Не угодно ли взглянуть на типичнейшего разночинца «чеховской интеллигенции» —Лаевского из «Дуэли», или, пожалуй, даже лучше — Ионыча. В несколько растянутом и скучноватом, несмотря на хорошенькие отдельные места, рассказе того же имени изображается молодой врач Дмитрий Ионыч Старцев, который поселяется в провинции, в глуши, и постепенно врастает в эту глушь всеми интересами своего ума и сердца. О нем нельзя сказать, что он опускается в тины провинциальной обыденщины, что среда заедала его. Входя в эту среду, он не вносил с собою никакого идейного подъема или каких бы то ни было общественных стремлений, и если заговаривал иногда, уже раздобревши на городской практике, о политике или науке, то случалось это при закуске или между двумя роберами винта. Пытался еще Старцев заводить разговоры на ту тему, что человечество, слава богу, идет вперед и скоро будут обходиться без паспортов и смертной казни, а за ужином или чаем проповедовал, что нужно трудиться, что без труда жить нельзя, — и этим истощались все ресурсы его образования, если не считать его медицинского ремесла, доставлявшего ему по вечерам удовольствие вынимать из кармана бумажки, добытые практикой, затем закуски, лафит № 17, карты — вот и вся жизнь «заеденного средою» и в то же время отъевшегося на счет этой среды человека.

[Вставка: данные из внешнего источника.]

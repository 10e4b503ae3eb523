use anyhow::Result;
use shelfd::config::Config;
use shelfd::daemon::{self, Daemon};

/// Run the daemon in the foreground
pub async fn serve(mut config: Config, listen: Option<String>) -> Result<()> {
    if let Some(listen) = listen {
        config.http.listen_addr = listen;
    }
    config.validate()?;

    if let Some(pid) = daemon::get_daemon_pid(&config.library.root) {
        anyhow::bail!("Daemon is already running (PID {})", pid);
    }

    let daemon = Daemon::start(config).await?;
    daemon.run().await
}
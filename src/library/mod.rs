//! On-disk novel library
//!
//! Layout, relative to the library root:
//!
//! ```text
//! <novel_slug>/<source_slug>/
//!     meta.json
//!     cover.<ext>
//!     json/00001.json
//!     images/<hash>.<ext>
//! ```
//!
//! Every file is written through a temp file in the same directory and then
//! renamed into place, so readers never observe a partially written file.

mod catalog;

pub use catalog::{Catalog, CatalogEntry, CatalogSource};

use std::collections::BTreeMap;
use std::fs;
use std::io::{self, Write};
use std::path::{Path, PathBuf};

use chrono::{DateTime, Utc};
use serde::{Deserialize, Serialize};
use sha2::{Digest, Sha256};
use tempfile::NamedTempFile;
use thiserror::Error;

use crate::types::{ChapterRef, NovelMetadata};

const META_FILE: &str = "meta.json";
const JSON_DIR: &str = "json";
const IMAGES_DIR: &str = "images";

/// Errors raised while reading or writing the library
#[derive(Debug, Error)]
pub enum LibraryError {
    #[error("I/O error: {0}")]
    Io(#[from] io::Error),
    #[error("JSON error: {0}")]
    Json(#[from] serde_json::Error),
}

/// A chapter as stored in `json/<id>.json`
#[derive(Debug, Clone, PartialEq, Eq, Serialize, Deserialize)]
pub struct StoredChapter {
    pub id: u32,
    pub title: String,
    pub url: String,
    pub body: String,
    /// Image URL -> file name under `images/`. The file may not exist yet
    /// when its fetch failed; the next download pass retries it.
    #[serde(default)]
    pub images: BTreeMap<String, String>,
}

/// Listing metadata stored in `meta.json`
#[derive(Debug, Clone, PartialEq, Eq, Serialize, Deserialize)]
pub struct NovelMeta {
    pub title: String,
    #[serde(default)]
    pub author: String,
    /// Cover file name, relative to the source folder
    #[serde(default)]
    pub cover: Option<String>,
    /// Novel page on the source
    pub url: String,
    /// Source slug
    pub source: String,
    #[serde(default)]
    pub chapters: Vec<ChapterRef>,
    #[serde(default)]
    pub last_update_date: Option<DateTime<Utc>>,
}

impl NovelMeta {
    /// Metadata for a freshly downloaded novel. `last_update_date` is set
    /// separately once the download is registered.
    pub fn from_novel(novel: &NovelMetadata, source_slug: &str, cover: Option<String>) -> Self {
        Self {
            title: novel.title.clone(),
            author: novel.author.clone().unwrap_or_default(),
            cover,
            url: novel.novel_url.clone(),
            source: source_slug.to_string(),
            chapters: novel.chapters.clone(),
            last_update_date: None,
        }
    }
}

/// Root of the novel library
#[derive(Debug, Clone)]
pub struct Library {
    root: PathBuf,
}

impl Library {
    pub fn new(root: impl Into<PathBuf>) -> Self {
        Self { root: root.into() }
    }

    pub fn root(&self) -> &Path {
        &self.root
    }

    /// Folder for one novel from one source, without touching the filesystem
    pub fn source_dir(&self, novel_slug: &str, source_slug: &str) -> SourceDir {
        SourceDir::new(self.root.join(novel_slug).join(source_slug))
    }

    /// Folder for one novel from one source, created if missing
    pub fn ensure_source_dir(
        &self,
        novel_slug: &str,
        source_slug: &str,
    ) -> Result<SourceDir, LibraryError> {
        let dir = self.source_dir(novel_slug, source_slug);
        fs::create_dir_all(dir.json_dir())?;
        fs::create_dir_all(dir.images_dir())?;
        Ok(dir)
    }

    /// Every `(novel_slug, source folder)` pair that has a `meta.json`
    pub fn stored_sources(&self) -> Result<Vec<(String, SourceDir)>, LibraryError> {
        let mut found = Vec::new();
        if !self.root.is_dir() {
            return Ok(found);
        }

        for novel in fs::read_dir(&self.root)? {
            let novel = novel?;
            if !novel.file_type()?.is_dir() {
                continue;
            }
            let novel_slug = novel.file_name().to_string_lossy().into_owned();
            for source in fs::read_dir(novel.path())? {
                let source = source?;
                let dir = SourceDir::new(source.path());
                if source.file_type()?.is_dir() && dir.meta_path().is_file() {
                    found.push((novel_slug.clone(), dir));
                }
            }
        }

        found.sort_by(|a, b| a.1.path().cmp(b.1.path()));
        Ok(found)
    }
}

/// Folder holding one novel from one source
#[derive(Debug, Clone)]
pub struct SourceDir {
    path: PathBuf,
}

impl SourceDir {
    pub fn new(path: impl Into<PathBuf>) -> Self {
        Self { path: path.into() }
    }

    pub fn path(&self) -> &Path {
        &self.path
    }

    pub fn json_dir(&self) -> PathBuf {
        self.path.join(JSON_DIR)
    }

    pub fn images_dir(&self) -> PathBuf {
        self.path.join(IMAGES_DIR)
    }

    pub fn meta_path(&self) -> PathBuf {
        self.path.join(META_FILE)
    }

    pub fn chapter_path(&self, id: u32) -> PathBuf {
        self.json_dir().join(format!("{:05}.json", id))
    }

    pub fn has_chapter(&self, id: u32) -> bool {
        self.chapter_path(id).is_file()
    }

    pub fn read_chapter(&self, id: u32) -> Result<StoredChapter, LibraryError> {
        let content = fs::read_to_string(self.chapter_path(id))?;
        Ok(serde_json::from_str(&content)?)
    }

    pub fn write_chapter(&self, chapter: &StoredChapter) -> Result<(), LibraryError> {
        let json = serde_json::to_vec_pretty(chapter)?;
        write_atomic(&self.chapter_path(chapter.id), &json)
    }

    /// Delete a stored chapter; a missing file is not an error
    pub fn remove_chapter(&self, id: u32) -> Result<(), LibraryError> {
        match fs::remove_file(self.chapter_path(id)) {
            Ok(()) => Ok(()),
            Err(e) if e.kind() == io::ErrorKind::NotFound => Ok(()),
            Err(e) => Err(e.into()),
        }
    }

    pub fn has_image(&self, name: &str) -> bool {
        self.images_dir().join(name).is_file()
    }

    /// Store an image, returning its file name under `images/`
    pub fn write_image(&self, url: &str, bytes: &[u8]) -> Result<String, LibraryError> {
        let name = image_file_name(url);
        write_atomic(&self.images_dir().join(&name), bytes)?;
        Ok(name)
    }

    /// Store the cover, returning its file name relative to the folder
    pub fn write_cover(&self, url: &str, bytes: &[u8]) -> Result<String, LibraryError> {
        let name = format!("cover.{}", image_extension(url));
        write_atomic(&self.path.join(&name), bytes)?;
        Ok(name)
    }

    /// Cover file name from `meta.json`, if that file is still on disk
    pub fn stored_cover(&self) -> Option<String> {
        let cover = self.read_meta().ok()?.cover?;
        self.path.join(&cover).is_file().then_some(cover)
    }

    pub fn read_meta(&self) -> Result<NovelMeta, LibraryError> {
        let content = fs::read_to_string(self.meta_path())?;
        Ok(serde_json::from_str(&content)?)
    }

    pub fn write_meta(&self, meta: &NovelMeta) -> Result<(), LibraryError> {
        let json = serde_json::to_vec_pretty(meta)?;
        write_atomic(&self.meta_path(), &json)
    }

    /// Set `last_update_date` in `meta.json` to now
    pub fn touch_last_update(&self) -> Result<NovelMeta, LibraryError> {
        let mut meta = self.read_meta()?;
        meta.last_update_date = Some(Utc::now());
        self.write_meta(&meta)?;
        Ok(meta)
    }
}

/// Write `bytes` to `path` through a temp file in the same directory
fn write_atomic(path: &Path, bytes: &[u8]) -> Result<(), LibraryError> {
    let dir = path.parent().unwrap_or_else(|| Path::new("."));
    fs::create_dir_all(dir)?;

    let mut tmp = NamedTempFile::new_in(dir)?;
    tmp.write_all(bytes)?;
    tmp.flush()?;
    tmp.persist(path).map_err(|e| LibraryError::Io(e.error))?;
    Ok(())
}

/// File extension guessed from the URL path, `jpg` when there is none
fn image_extension(url: &str) -> String {
    let path = url.split(['?', '#']).next().unwrap_or(url);
    let last = path.rsplit('/').next().unwrap_or(path);
    match last.rsplit_once('.') {
        Some((_, ext))
            if !ext.is_empty() && ext.len() <= 5 && ext.chars().all(|c| c.is_ascii_alphanumeric()) =>
        {
            ext.to_ascii_lowercase()
        }
        _ => "jpg".to_string(),
    }
}

/// Stable file name for an image URL
pub fn image_file_name(url: &str) -> String {
    let mut hasher = Sha256::new();
    hasher.update(url.as_bytes());
    let hash = format!("{:x}", hasher.finalize());
    format!("{}.{}", &hash[..16], image_extension(url))
}
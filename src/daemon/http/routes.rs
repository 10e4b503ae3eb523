//! HTTP API Route Definitions
//!
//! Defines the polling API routes for shelfd.

use axum::{middleware, routing::get, Router};

use super::auth::{auth_middleware, AuthState};
use super::handlers::{self, AppState};

/// Create the API router with all routes
pub fn create_router(app_state: AppState, auth_state: AuthState) -> Router {
    let addnovel = Router::new()
        .route("/create_session", get(handlers::create_session))
        .route("/get_novels_founds", get(handlers::get_novels_founds))
        .route("/get_sources_founds", get(handlers::get_sources_founds))
        .route("/download", get(handlers::download))
        .route("/direct_download", get(handlers::direct_download))
        .route("/update", get(handlers::update))
        .route("/load_snapshot", get(handlers::load_snapshot));

    let protected = Router::new()
        .nest("/api/addnovel", addnovel)
        .route("/status", get(handlers::status))
        .route("/metrics", get(handlers::prometheus_metrics))
        .layer(middleware::from_fn_with_state(auth_state, auth_middleware));

    // Health check stays outside the auth layer
    Router::new()
        .route("/health", get(handlers::health))
        .merge(protected)
        .with_state(app_state)
}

В этой жизни было одно маленькое романическое приключение. Оно не оставило почти никакого следа на деревянной душе Ионыча, но зато показало его во весь его дрянненький рост. Романическое приключение его вначале ничем не отличалось от тысячи подобных же романических приключений. Зажиточная провинциальная семья с претензией на литературные и артистические вкусы, а в семье, как водится, дочь, и тоже с претензией на музыкальный талант. Ионыч не то, что влюбился в нее, но не прочь жениться. И он мечтает, — но не так, как мечтали когда- то при соловьях и луне, а иначе, по-своему: «Если ты женишься на ней, — размышлял он, — то ее родня заставит тебя бросить земскую службу и жить в городе. Ну что же, — думает он, — в городе, так в городе. Дадут приданое, заведем обстановку».